Task prompt | Reply with one number: the count of lines in the records below that hold "Some".

Data for this task |
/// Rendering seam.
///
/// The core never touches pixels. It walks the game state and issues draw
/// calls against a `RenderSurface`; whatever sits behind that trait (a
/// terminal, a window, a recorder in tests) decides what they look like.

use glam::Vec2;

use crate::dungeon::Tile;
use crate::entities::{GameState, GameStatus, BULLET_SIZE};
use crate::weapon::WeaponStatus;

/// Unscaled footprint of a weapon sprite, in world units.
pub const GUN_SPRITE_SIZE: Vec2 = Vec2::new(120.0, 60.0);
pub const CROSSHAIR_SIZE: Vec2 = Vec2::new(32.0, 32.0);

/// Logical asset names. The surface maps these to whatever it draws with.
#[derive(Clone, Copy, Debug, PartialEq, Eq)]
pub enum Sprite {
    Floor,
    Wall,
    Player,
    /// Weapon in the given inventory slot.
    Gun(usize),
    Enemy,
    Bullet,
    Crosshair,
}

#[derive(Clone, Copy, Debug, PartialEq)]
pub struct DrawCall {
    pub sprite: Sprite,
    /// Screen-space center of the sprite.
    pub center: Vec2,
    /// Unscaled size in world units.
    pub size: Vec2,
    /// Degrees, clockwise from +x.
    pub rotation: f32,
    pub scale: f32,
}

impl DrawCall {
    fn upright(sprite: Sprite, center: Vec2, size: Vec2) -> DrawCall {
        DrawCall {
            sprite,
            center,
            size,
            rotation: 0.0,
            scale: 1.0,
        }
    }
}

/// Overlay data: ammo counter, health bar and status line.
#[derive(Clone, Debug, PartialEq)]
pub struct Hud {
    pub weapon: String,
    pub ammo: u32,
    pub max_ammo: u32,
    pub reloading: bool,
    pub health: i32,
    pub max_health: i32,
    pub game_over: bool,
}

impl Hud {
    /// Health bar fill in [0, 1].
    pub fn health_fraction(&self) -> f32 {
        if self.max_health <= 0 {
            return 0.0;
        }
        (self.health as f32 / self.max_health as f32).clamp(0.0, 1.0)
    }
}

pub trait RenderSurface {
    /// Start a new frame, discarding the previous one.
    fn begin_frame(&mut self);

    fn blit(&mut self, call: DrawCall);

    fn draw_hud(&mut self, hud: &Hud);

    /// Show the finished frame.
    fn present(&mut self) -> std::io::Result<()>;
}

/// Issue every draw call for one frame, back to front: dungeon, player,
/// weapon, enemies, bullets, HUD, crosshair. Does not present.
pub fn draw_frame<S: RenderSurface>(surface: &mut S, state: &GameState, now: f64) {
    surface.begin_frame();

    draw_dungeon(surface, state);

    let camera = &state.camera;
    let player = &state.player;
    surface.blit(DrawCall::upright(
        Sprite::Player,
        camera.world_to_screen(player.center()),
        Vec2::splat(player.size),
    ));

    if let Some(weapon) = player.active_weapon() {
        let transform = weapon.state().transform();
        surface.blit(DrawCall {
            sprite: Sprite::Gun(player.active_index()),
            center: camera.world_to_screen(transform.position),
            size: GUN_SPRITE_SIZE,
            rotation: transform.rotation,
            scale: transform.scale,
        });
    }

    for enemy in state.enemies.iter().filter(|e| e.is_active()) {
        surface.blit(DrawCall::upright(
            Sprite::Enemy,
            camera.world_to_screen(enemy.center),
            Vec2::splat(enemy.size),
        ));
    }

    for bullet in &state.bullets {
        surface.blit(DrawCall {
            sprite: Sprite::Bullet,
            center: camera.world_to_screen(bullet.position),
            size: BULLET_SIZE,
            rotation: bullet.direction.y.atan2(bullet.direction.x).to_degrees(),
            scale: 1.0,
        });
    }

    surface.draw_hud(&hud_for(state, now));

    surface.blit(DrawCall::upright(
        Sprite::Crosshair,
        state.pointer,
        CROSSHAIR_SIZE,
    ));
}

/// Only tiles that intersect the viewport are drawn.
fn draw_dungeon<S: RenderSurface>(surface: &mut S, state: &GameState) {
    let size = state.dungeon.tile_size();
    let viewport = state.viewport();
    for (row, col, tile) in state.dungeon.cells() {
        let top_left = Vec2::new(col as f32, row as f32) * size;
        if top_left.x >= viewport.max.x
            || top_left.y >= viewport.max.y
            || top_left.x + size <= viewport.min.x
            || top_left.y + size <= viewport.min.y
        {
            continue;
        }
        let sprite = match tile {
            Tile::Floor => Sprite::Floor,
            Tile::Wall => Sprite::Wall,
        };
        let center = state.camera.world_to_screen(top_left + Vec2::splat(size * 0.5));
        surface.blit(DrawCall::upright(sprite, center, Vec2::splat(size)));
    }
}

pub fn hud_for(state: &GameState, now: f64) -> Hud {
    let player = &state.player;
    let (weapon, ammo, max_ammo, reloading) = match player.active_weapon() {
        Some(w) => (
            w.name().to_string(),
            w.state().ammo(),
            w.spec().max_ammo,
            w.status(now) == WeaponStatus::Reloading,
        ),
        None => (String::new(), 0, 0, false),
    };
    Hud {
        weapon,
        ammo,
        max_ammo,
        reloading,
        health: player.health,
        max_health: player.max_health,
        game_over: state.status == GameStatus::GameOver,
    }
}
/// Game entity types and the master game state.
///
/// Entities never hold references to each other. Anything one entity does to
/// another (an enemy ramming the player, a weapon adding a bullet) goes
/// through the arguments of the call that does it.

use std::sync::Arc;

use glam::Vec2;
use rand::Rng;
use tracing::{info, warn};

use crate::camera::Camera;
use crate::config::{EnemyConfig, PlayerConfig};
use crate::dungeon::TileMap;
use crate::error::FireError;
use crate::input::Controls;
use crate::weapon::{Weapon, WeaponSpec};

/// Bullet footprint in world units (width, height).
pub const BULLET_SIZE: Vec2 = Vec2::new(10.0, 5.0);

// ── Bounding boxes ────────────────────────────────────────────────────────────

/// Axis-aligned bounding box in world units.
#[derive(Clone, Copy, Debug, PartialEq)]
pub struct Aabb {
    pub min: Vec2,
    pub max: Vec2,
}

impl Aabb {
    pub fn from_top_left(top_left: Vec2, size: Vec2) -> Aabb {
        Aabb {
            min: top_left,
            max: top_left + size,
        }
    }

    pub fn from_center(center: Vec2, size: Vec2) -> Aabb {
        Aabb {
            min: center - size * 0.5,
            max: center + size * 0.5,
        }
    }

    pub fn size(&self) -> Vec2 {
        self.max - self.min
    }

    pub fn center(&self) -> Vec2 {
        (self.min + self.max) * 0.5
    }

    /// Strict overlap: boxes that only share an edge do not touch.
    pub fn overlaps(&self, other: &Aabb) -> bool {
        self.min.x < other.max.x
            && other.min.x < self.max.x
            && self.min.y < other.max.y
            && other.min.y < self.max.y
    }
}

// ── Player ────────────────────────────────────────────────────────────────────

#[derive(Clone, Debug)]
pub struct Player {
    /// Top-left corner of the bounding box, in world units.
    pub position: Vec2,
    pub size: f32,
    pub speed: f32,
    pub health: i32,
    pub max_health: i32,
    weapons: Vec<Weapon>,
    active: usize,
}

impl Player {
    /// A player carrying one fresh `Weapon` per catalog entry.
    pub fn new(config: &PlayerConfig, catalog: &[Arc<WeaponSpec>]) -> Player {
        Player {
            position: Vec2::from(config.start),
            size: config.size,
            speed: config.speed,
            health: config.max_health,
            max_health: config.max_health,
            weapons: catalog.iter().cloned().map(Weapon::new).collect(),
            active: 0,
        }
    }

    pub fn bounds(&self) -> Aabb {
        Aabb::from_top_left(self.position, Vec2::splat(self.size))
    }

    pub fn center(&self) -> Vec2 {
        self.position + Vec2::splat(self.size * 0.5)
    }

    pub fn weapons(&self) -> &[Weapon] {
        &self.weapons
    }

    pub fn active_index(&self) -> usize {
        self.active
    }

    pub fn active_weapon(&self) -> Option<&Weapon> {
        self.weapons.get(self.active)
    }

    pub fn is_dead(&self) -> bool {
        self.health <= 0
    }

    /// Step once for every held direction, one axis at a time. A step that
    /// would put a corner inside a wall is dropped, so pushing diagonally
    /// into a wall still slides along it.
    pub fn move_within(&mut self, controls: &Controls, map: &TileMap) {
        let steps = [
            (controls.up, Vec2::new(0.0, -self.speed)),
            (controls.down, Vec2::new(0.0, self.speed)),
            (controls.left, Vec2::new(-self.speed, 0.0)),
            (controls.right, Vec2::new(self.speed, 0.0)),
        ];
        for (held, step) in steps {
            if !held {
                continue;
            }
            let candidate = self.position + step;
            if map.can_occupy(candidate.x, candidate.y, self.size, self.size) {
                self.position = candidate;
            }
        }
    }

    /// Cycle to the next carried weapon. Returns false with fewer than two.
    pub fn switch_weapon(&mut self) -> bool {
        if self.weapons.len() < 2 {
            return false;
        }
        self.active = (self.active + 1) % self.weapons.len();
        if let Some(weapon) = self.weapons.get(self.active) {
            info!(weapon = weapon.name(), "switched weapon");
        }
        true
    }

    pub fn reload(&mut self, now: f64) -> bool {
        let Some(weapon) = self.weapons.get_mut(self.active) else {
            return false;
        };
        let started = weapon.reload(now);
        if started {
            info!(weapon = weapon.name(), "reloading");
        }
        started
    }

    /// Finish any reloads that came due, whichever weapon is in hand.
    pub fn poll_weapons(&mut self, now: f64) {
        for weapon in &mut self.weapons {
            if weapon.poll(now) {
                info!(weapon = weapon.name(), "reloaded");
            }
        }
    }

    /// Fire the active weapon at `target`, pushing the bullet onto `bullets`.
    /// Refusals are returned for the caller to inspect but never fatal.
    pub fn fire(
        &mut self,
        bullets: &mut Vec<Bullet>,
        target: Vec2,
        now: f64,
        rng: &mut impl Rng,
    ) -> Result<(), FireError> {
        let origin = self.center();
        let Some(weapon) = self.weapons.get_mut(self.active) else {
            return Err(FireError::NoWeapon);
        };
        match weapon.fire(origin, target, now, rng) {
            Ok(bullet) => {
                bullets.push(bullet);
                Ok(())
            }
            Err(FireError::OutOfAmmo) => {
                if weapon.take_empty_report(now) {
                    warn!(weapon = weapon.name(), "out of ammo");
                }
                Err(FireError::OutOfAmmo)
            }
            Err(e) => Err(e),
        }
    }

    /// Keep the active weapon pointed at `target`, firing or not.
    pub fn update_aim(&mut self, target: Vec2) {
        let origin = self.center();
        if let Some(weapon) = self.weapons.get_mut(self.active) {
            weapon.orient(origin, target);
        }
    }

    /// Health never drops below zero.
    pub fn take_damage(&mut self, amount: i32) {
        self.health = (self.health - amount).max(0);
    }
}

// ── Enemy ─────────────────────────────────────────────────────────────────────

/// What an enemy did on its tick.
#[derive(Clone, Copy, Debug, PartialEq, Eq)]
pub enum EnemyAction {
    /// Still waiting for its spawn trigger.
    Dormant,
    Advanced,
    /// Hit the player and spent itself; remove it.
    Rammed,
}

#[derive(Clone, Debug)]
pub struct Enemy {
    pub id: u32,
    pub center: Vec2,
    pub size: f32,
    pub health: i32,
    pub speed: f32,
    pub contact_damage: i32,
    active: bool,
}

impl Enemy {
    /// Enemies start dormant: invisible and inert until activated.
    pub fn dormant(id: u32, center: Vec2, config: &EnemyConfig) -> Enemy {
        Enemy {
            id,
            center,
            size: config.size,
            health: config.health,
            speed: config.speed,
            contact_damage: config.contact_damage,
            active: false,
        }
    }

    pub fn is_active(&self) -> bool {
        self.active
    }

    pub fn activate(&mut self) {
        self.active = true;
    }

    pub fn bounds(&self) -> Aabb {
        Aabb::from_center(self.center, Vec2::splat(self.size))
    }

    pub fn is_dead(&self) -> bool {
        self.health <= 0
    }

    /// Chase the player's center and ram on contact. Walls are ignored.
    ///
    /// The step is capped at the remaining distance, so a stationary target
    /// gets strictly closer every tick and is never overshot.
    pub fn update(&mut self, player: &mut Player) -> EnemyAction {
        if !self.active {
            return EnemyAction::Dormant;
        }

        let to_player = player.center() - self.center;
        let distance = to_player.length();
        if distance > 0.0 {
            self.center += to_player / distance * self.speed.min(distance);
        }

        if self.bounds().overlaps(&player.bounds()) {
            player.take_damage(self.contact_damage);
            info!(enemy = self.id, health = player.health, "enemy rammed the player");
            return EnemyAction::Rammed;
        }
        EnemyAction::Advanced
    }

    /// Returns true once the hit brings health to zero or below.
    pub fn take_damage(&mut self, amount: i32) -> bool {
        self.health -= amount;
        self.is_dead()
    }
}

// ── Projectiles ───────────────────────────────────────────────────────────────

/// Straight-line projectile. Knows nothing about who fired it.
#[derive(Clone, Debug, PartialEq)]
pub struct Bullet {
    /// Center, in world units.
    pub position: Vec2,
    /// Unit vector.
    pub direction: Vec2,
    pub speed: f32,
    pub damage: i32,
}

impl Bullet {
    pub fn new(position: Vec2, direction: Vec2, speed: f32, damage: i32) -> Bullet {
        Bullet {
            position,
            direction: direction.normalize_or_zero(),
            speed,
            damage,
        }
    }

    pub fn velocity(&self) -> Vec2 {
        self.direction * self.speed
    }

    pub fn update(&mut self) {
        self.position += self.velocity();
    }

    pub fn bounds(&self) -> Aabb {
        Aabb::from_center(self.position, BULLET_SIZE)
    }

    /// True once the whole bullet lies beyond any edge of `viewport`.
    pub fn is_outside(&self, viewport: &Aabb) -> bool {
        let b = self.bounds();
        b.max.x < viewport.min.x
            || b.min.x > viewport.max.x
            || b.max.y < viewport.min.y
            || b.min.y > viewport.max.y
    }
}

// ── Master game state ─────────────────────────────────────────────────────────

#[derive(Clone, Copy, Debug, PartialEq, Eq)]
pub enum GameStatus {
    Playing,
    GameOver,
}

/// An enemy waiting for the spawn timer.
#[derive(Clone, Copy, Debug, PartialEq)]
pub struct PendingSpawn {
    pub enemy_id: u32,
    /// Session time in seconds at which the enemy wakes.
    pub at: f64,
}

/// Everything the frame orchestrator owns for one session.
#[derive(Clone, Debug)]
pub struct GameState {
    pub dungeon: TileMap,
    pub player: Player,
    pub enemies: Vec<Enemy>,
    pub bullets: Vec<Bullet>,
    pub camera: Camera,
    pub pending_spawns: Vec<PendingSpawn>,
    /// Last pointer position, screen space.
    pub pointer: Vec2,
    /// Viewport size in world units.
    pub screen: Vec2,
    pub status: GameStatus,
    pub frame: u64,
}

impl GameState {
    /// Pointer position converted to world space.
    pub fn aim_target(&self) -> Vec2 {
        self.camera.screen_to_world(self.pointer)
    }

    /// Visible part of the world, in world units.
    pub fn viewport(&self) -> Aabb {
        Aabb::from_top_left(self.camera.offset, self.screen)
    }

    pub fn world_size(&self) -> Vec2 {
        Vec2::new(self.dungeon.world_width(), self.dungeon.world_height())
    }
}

...

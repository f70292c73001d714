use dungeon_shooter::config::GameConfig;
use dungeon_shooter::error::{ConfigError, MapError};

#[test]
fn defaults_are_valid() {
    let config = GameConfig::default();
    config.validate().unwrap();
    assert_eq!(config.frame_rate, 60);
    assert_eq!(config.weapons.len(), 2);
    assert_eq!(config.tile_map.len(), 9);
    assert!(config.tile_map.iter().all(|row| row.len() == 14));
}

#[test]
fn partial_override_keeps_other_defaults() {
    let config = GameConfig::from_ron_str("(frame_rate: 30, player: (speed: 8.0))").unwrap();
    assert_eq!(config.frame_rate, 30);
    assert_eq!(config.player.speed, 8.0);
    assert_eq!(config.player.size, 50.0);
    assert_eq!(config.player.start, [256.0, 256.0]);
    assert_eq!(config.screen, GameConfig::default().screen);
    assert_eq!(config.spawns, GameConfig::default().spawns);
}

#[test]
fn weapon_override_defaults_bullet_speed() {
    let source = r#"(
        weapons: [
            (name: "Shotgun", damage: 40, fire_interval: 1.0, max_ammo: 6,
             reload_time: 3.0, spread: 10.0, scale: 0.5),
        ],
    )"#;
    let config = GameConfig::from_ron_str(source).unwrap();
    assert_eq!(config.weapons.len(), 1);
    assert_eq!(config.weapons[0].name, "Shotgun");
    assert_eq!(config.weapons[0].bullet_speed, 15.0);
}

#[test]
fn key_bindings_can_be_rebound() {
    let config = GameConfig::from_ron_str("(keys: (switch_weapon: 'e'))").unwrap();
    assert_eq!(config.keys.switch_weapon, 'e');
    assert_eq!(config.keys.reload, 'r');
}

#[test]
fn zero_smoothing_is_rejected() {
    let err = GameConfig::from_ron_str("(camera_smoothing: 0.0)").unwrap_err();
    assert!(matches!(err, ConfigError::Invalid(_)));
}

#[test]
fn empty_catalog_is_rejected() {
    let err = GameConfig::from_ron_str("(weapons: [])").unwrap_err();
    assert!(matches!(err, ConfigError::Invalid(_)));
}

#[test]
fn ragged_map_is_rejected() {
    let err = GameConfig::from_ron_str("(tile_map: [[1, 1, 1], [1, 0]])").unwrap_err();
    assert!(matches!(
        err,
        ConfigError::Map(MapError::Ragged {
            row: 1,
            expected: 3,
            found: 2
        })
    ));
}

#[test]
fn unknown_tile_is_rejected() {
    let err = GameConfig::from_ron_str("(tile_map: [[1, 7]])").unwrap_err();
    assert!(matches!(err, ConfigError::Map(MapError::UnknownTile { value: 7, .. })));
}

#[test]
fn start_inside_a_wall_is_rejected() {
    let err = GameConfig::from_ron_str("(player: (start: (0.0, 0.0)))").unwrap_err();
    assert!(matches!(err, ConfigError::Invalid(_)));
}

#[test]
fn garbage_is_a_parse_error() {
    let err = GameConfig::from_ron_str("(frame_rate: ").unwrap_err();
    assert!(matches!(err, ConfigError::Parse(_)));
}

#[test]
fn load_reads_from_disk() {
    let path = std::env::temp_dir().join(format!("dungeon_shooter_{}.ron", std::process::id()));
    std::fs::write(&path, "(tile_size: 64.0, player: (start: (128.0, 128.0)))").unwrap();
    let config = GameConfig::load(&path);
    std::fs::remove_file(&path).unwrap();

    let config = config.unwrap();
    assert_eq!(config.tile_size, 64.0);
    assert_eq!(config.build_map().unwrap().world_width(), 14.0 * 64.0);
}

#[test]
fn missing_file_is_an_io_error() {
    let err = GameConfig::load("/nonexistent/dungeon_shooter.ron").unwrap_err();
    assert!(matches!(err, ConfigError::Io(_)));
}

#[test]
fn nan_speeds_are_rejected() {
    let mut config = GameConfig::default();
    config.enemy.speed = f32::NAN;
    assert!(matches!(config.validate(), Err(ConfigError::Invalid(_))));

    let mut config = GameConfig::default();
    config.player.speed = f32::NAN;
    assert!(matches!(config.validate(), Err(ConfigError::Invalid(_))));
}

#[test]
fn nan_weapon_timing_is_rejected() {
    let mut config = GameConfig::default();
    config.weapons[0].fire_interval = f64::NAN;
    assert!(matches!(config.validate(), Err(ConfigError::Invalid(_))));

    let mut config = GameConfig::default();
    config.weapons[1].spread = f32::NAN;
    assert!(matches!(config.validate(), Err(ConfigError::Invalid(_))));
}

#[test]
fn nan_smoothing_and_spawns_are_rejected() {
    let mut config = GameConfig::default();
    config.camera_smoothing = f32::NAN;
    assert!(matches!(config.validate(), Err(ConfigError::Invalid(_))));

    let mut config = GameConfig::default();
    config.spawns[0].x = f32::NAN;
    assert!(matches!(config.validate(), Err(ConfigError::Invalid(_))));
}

Solution to this task | 6